Acabei nao comentando o jantar pra brasileiros na casa do Prof. Silvestrini. Foi bem divertido, apesar deu ser a unica carioca e ter que ficar escutando certos comentarios. Fizemos uma massa basica, tomamos vinho, admiramos a vista – um apartamentaço, o primeiro apartamento ‘de verdade’, moderno, em que eu entrei aqui na Italia. Com direito a vista do estadio de futebol do Perugia e tudo. Dormi no apartamentinho do Daniel e esposa.
Aih, ontem, eu e Mirco fomos jantarr com um casal de amigos dele em um restaurante-buraco lah no alto de Assis. Muito gostosa a comida, e o papo idem. Deixamos os dois em casa e fomos pegar a Susanne em Perugia, pra depois ir a uma discoteca enorme na saida de Perugia, chamada Gradisca. Como tinhamos que esperar o resto da galera pra botar a gente pra dentro, ficamos sentados do lado de fora admirando a fauna local. Cara, é de rolar de rir. A coitada da Susanne, acostumada ao asséptico jeito suiço de ser, ficou horrorizada com a nudez das garotas, embora estivesse frio, com a quantidade de maquiagem e com a altura dos saltos, com as caras e bocas tanto de homens quanto de mulheres, com cenas do tipo rapaz de blusa cortada e barriga de fora, outro de chinelo e calça que eu tenho certeza que era de pijama. Fora os espetaculares penteados, todos à base de gel. Eramos tres alienigenas ali fora. Depois de entrar descobrimos as verdadeiras dimensoes do lugar – enorme, parecia mais uma minicidade do que uma discoteca. Varios ambientes, mas soh um banheiro, com duas privadas. Pelo menos era ao ar livre, assim a fumaça de cigarro nao sufocou tanto.

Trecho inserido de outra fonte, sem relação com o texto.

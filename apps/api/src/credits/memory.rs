#![allow(dead_code)]

//! In-memory repository backends.
//!
//! Back the service unit tests and local smoke runs without a database.
//! `deduct_one` evaluates its guard while holding the write lock, so the
//! outcome matches the single conditional UPDATE the Postgres backend issues.

use std::collections::HashMap;
use std::sync::Arc;

use async_trait::async_trait;
use tokio::sync::RwLock;
use uuid::Uuid;

use crate::credits::month::MonthKey;
use crate::credits::repository::{ConfigRepository, LedgerRepository};
use crate::errors::AppError;
use crate::models::credits::{ConfigPatch, CreditLedger, PricingConfig, PurchaseRecord};

#[derive(Debug, Default)]
pub struct MemoryConfigRepository {
    config: Arc<RwLock<Option<PricingConfig>>>,
}

impl MemoryConfigRepository {
    pub fn new() -> Self {
        Self::default()
    }
}

#[async_trait]
impl ConfigRepository for MemoryConfigRepository {
    async fn fetch(&self) -> Result<Option<PricingConfig>, AppError> {
        Ok(self.config.read().await.clone())
    }

    async fn seed_default(&self) -> Result<PricingConfig, AppError> {
        let mut guard = self.config.write().await;
        let stored = guard.get_or_insert_with(PricingConfig::default);
        Ok(stored.clone())
    }

    async fn update(&self, patch: ConfigPatch) -> Result<PricingConfig, AppError> {
        let mut guard = self.config.write().await;
        // Mirrors the Postgres backend, which has no row to update yet.
        let Some(config) = guard.as_mut() else {
            return Err(AppError::Database(sqlx::Error::RowNotFound));
        };
        if let Some(enabled) = patch.packages_enabled {
            config.packages_enabled = enabled;
        }
        if let Some(packages) = patch.packages {
            config.packages = packages;
        }
        if let Some(limit) = patch.free_credits_per_month {
            config.free_credits_per_month = limit;
        }
        Ok(config.clone())
    }
}

#[derive(Debug, Default)]
pub struct MemoryLedgerRepository {
    ledgers: Arc<RwLock<HashMap<Uuid, CreditLedger>>>,
}

impl MemoryLedgerRepository {
    pub fn new() -> Self {
        Self::default()
    }

    /// Replaces the stored ledger wholesale. Test seeding only.
    pub async fn insert(&self, ledger: CreditLedger) {
        self.ledgers.write().await.insert(ledger.user_id, ledger);
    }
}

#[async_trait]
impl LedgerRepository for MemoryLedgerRepository {
    async fn create_if_absent(&self, user_id: Uuid, month: &MonthKey) -> Result<(), AppError> {
        let mut ledgers = self.ledgers.write().await;
        ledgers
            .entry(user_id)
            .or_insert_with(|| CreditLedger::fresh(user_id, month.clone()));
        Ok(())
    }

    async fn refresh_month(&self, user_id: Uuid, month: &MonthKey) -> Result<(), AppError> {
        let mut ledgers = self.ledgers.write().await;
        if let Some(ledger) = ledgers.get_mut(&user_id) {
            if ledger.last_free_reset_month != *month {
                ledger.free_credits_used_this_month = 0;
                ledger.last_free_reset_month = month.clone();
            }
        }
        Ok(())
    }

    async fn fetch(&self, user_id: Uuid) -> Result<Option<CreditLedger>, AppError> {
        Ok(self.ledgers.read().await.get(&user_id).cloned())
    }

    async fn deduct_one(
        &self,
        user_id: Uuid,
        month: &MonthKey,
        free_limit: i32,
    ) -> Result<Option<CreditLedger>, AppError> {
        let mut ledgers = self.ledgers.write().await;
        let Some(ledger) = ledgers.get_mut(&user_id) else {
            return Ok(None);
        };
        if ledger.last_free_reset_month != *month {
            return Ok(None);
        }
        if ledger.free_credits_used_this_month < free_limit {
            ledger.free_credits_used_this_month += 1;
        } else if ledger.paid_credits > 0 {
            ledger.paid_credits -= 1;
        } else {
            return Ok(None);
        }
        ledger.total_credits_used += 1;
        Ok(Some(ledger.clone()))
    }

    async fn apply_purchase(
        &self,
        user_id: Uuid,
        credits: i32,
        record: &PurchaseRecord,
    ) -> Result<CreditLedger, AppError> {
        let mut ledgers = self.ledgers.write().await;
        let Some(ledger) = ledgers.get_mut(&user_id) else {
            return Err(AppError::Database(sqlx::Error::RowNotFound));
        };
        ledger.paid_credits = ledger.paid_credits.saturating_add(credits);
        ledger.purchase_history.push(record.clone());
        Ok(ledger.clone())
    }
}

#[cfg(test)]
mod tests {
    use super::*;
    use chrono::Utc;

    fn month(s: &str) -> MonthKey {
        s.parse().unwrap()
    }

    #[tokio::test]
    async fn test_create_if_absent_is_idempotent() {
        let repo = MemoryLedgerRepository::new();
        let user = Uuid::new_v4();
        let june = month("2025-06");

        repo.create_if_absent(user, &june).await.unwrap();
        repo.deduct_one(user, &june, 3).await.unwrap();
        repo.create_if_absent(user, &june).await.unwrap();

        let ledger = repo.fetch(user).await.unwrap().unwrap();
        // The second create must not clobber the consumed credit.
        assert_eq!(ledger.free_credits_used_this_month, 1);
    }

    #[tokio::test]
    async fn test_refresh_month_zeroes_stale_counter_only() {
        let repo = MemoryLedgerRepository::new();
        let user = Uuid::new_v4();

        let mut ledger = CreditLedger::fresh(user, month("2025-01"));
        ledger.free_credits_used_this_month = 3;
        ledger.total_credits_used = 3;
        ledger.paid_credits = 2;
        repo.insert(ledger).await;

        let february = month("2025-02");
        repo.refresh_month(user, &february).await.unwrap();

        let refreshed = repo.fetch(user).await.unwrap().unwrap();
        assert_eq!(refreshed.free_credits_used_this_month, 0);
        assert_eq!(refreshed.last_free_reset_month, february);
        // Lifetime usage and the paid balance survive the rollover.
        assert_eq!(refreshed.total_credits_used, 3);
        assert_eq!(refreshed.paid_credits, 2);

        // Same month again is a no-op.
        repo.refresh_month(user, &february).await.unwrap();
        let unchanged = repo.fetch(user).await.unwrap().unwrap();
        assert_eq!(unchanged, refreshed);
    }

    #[tokio::test]
    async fn test_deduct_refuses_stale_month() {
        let repo = MemoryLedgerRepository::new();
        let user = Uuid::new_v4();

        let mut ledger = CreditLedger::fresh(user, month("2025-01"));
        ledger.paid_credits = 5;
        repo.insert(ledger).await;

        // Guard month does not match the stored stamp: no deduction.
        let outcome = repo.deduct_one(user, &month("2025-02"), 3).await.unwrap();
        assert!(outcome.is_none());
        let stored = repo.fetch(user).await.unwrap().unwrap();
        assert_eq!(stored.paid_credits, 5);
        assert_eq!(stored.total_credits_used, 0);
    }

    #[tokio::test]
    async fn test_deduct_missing_ledger_is_none() {
        let repo = MemoryLedgerRepository::new();
        let outcome = repo
            .deduct_one(Uuid::new_v4(), &month("2025-06"), 3)
            .await
            .unwrap();
        assert!(outcome.is_none());
    }

    #[tokio::test]
    async fn test_apply_purchase_appends_history() {
        let repo = MemoryLedgerRepository::new();
        let user = Uuid::new_v4();
        let june = month("2025-06");
        repo.create_if_absent(user, &june).await.unwrap();

        let record = PurchaseRecord {
            package_id: "starter".to_string(),
            credits: 3,
            amount_usd: 3.00,
            purchased_at: Utc::now(),
            payment_method: Some("card".to_string()),
        };
        let updated = repo.apply_purchase(user, 3, &record).await.unwrap();
        assert_eq!(updated.paid_credits, 3);
        assert_eq!(updated.purchase_history, vec![record]);
    }

    #[tokio::test]
    async fn test_apply_purchase_saturates_paid_balance() {
        let repo = MemoryLedgerRepository::new();
        let user = Uuid::new_v4();
        let june = month("2025-06");
        repo.create_if_absent(user, &june).await.unwrap();

        let record = PurchaseRecord {
            package_id: "bulk".to_string(),
            credits: i32::MAX,
            amount_usd: 0.0,
            purchased_at: Utc::now(),
            payment_method: None,
        };
        repo.apply_purchase(user, i32::MAX, &record).await.unwrap();
        let updated = repo.apply_purchase(user, i32::MAX, &record).await.unwrap();
        // Pinned at the ceiling rather than wrapping negative.
        assert_eq!(updated.paid_credits, i32::MAX);
        assert_eq!(updated.purchase_history.len(), 2);
    }

    #[tokio::test]
    async fn test_config_update_without_seed_fails() {
        let repo = MemoryConfigRepository::new();
        let patch = ConfigPatch {
            packages_enabled: Some(true),
            ..Default::default()
        };
        assert!(repo.update(patch).await.is_err());
    }
}
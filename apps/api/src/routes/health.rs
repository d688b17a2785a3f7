use axum::Json;
use serde_json::{json, Value};

/// GET /health
/// Returns a simple status object with service version.
pub async fn health_handler() -> Json<Value> {
    Json(json!({
        "status": "ok",
        "version": env!("CARGO_PKG_VERSION"),
        "service": "hirelens-api"
    }))
}
use anyhow::Result;
use sqlx::postgres::PgPoolOptions;
use sqlx::PgPool;
use tracing::info;

/// Creates a PostgreSQL connection pool and applies pending migrations.
pub async fn create_pool(database_url: &str) -> Result<PgPool> {
    info!("Connecting to PostgreSQL...");

    let pool = PgPoolOptions::new()
        .max_connections(10)
        .connect(database_url)
        .await?;

    sqlx::migrate!().run(&pool).await?;

    info!("PostgreSQL connection pool established");
    Ok(pool)
}
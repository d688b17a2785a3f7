pub mod health;

use axum::{
    routing::{get, post},
    Router,
};

use crate::credits::handlers;
use crate::state::AppState;

pub fn build_router(state: AppState) -> Router {
    Router::new()
        .route("/health", get(health::health_handler))
        // Credits API
        .route("/api/v1/credits/balance", get(handlers::handle_get_balance))
        .route("/api/v1/credits/consume", post(handlers::handle_consume))
        .route(
            "/api/v1/credits/packages",
            get(handlers::handle_list_packages),
        )
        .route(
            "/api/v1/credits/history",
            get(handlers::handle_get_history),
        )
        .route(
            "/api/v1/credits/purchase",
            post(handlers::handle_purchase),
        )
        // Admin API
        .route(
            "/api/v1/admin/credits/config",
            get(handlers::handle_get_config).patch(handlers::handle_update_config),
        )
        .with_state(state)
}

Eu jah comentei que aqui na Italia tem uma profissao chamada ‘cubista’? Sao as garotas que ficam dançando em cima de um cubo de acrilico ou qualquer outra coisa, ou em qualquer outro lugar bem visivel, pra ‘animar’ a galera da boate. Eh mole? No jornal de empregos aqui tem sempre alguém procurando cubistas, com ou sem experiencia. E quem é que precisa de experiencia pra rebolar em cima de um cubo?